無名塾『肝っ玉おっ母と子供たち』東京公演

  • 昨年(2017年)の10月から能登演劇堂でロングラン公演した無名塾『肝っ玉おっ母と子供たち』の東京公演である。(世田谷パブリックシアター・4月5日まで)能登演劇堂での雰囲気とは違った意味で二回目ということもあり、肝っ玉おっ母(仲代達矢)の台詞の的を射た皮肉の可笑しさや、悲しさ、怒りなどの矢が飛んでくる。

 

  • 能登演劇堂での空間では、戦争に呑みこまれている人々の右往左往する姿をも映しだされたが、世田谷パブリックシアターでは、戦争の中での、一人一人の人物像と一人一人の心の中で思っている言葉が台詞が身近に迫って来る。劇場の空間だけではなく、能登から始まって、東京に至るまで各地で公演してきて、役者さんもその役に一層密着したということでもある。

 

  • 特に、肝っ玉おっ母の二人の息子(進藤健太郎、川村進)が兵隊となったあと一緒に行動を共にする牧師(長森雅人)と料理人(赤羽秀之)の人物像に違和感がなくなり、仲代さんの演技と呼応する自然さが増す。肝っ玉おっ母の女に刺激を与えるあたりも軽くなり、肝っ玉おっ母のあしらいにも可笑しさが増す。

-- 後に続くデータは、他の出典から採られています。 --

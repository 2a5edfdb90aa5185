use crate::FixReport;
use engine::{AppliedFix, FileOutcome, FixOutcome, SkippedFix};
use std::path::{Path, PathBuf};

mod markdown;
mod report;

pub(crate) fn sample_outcome() -> FixOutcome {
    FixOutcome {
        files: vec![FileOutcome {
            path: PathBuf::from("app.py"),
            applied: vec![AppliedFix {
                file: PathBuf::from("app.py"),
                line: Some(3),
                rule_id: "B303".to_string(),
                fix: "Replace insecure hash".to_string(),
            }],
            skipped: vec![SkippedFix {
                file: PathBuf::from("app.py"),
                line: Some(9),
                rule_id: "B999".to_string(),
                reason: "No fix pattern available".to_string(),
            }],
            backup: Some(PathBuf::from("app.py.bak.20240601_120000")),
            modified: true,
        }],
        total_findings: 3,
        missing_files: 1,
        malformed_records: 1,
    }
}

pub(crate) fn sample_report(dry_run: bool) -> FixReport {
    FixReport::new(
        &sample_outcome(),
        Path::new("bandit_results.json"),
        Path::new("/tmp/project"),
        dry_run,
    )
}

そのことで、料理人に娘(山本雅子)を置いて二人だけで小さな食堂をやろうと言われて、心が動き、いやいや娘を捨てれるかというあたりも深くなった。

 

  • 肝っ玉おっ母は三人の子供の性格と考え方をよく分かっていて、三人のことを他の人に語るが、三人の子供たちは、肝っ玉おっ母の心配していた通りの道を見つけ、戦争と言う渦に巻き込まれて命を失ってしまう。ただひたすら家族を守るために戦争によって儲けて生活してきた肝っ玉おっ母にとっても、どうすることもできない力である。

 

  • 肝っ玉おっ母が町に行っている間に町が攻撃されることを知った娘は言葉を発することができないため太鼓をたたいてそれを知らせようとして撃ちころされてしまう。お前の母親は助けてやると兵隊に言われても娘はたたき続ける。それは、農婦が、町には姉の家族がいてこどもが4人いるのにと嘆くのを聞いたからである。娘の遺体をみて肝っ玉おっ母は、どうしてこの娘の前で子供の話しをしたのかと嘆く。肝っ玉おっ母は娘のことをよくわかっていたのである。

 

  • 肝っ玉おっ母からでる言葉は商売、商売である。守るべきは、商売道具の引き車である。車を売ったお金を賄賂にして小さい兄ちゃんの命を助けようとするが、値切ってしまい助けることができなかった。肝っ玉おっ母は「敗北の歌」を歌う。陽気に歌った肝っ玉おっ母もついに「敗北の歌」である。しかし肝っ玉おっ母は立ち上がる。元気なときには、兵士が上司のために働いたのに女にお金をやって自分には報奨金が少ないと怒ると、肝っ玉おっ母はいう。怒るなら長く怒りなよ。すぐ忘れるんじゃない。兵士は上司の座れの命令に、すぐ応じて座ってしまう。肝っ玉おっ母は、ほらすぐ従ってしまうと笑う。こちらも笑ってしまう。

 

  • やはりブレヒトさんなかなかである。芝居の中に、現代にも通じる皮肉を忘れない。そういう台詞のひとつひとつの繋がりで、芝居が出来上がっていることをあらためて感じさせてくれる舞台となった。仲代達矢さんは能登とは変わらず、さらなる舞台人としての円熟と元気さを発揮されていた。嬉しいことである。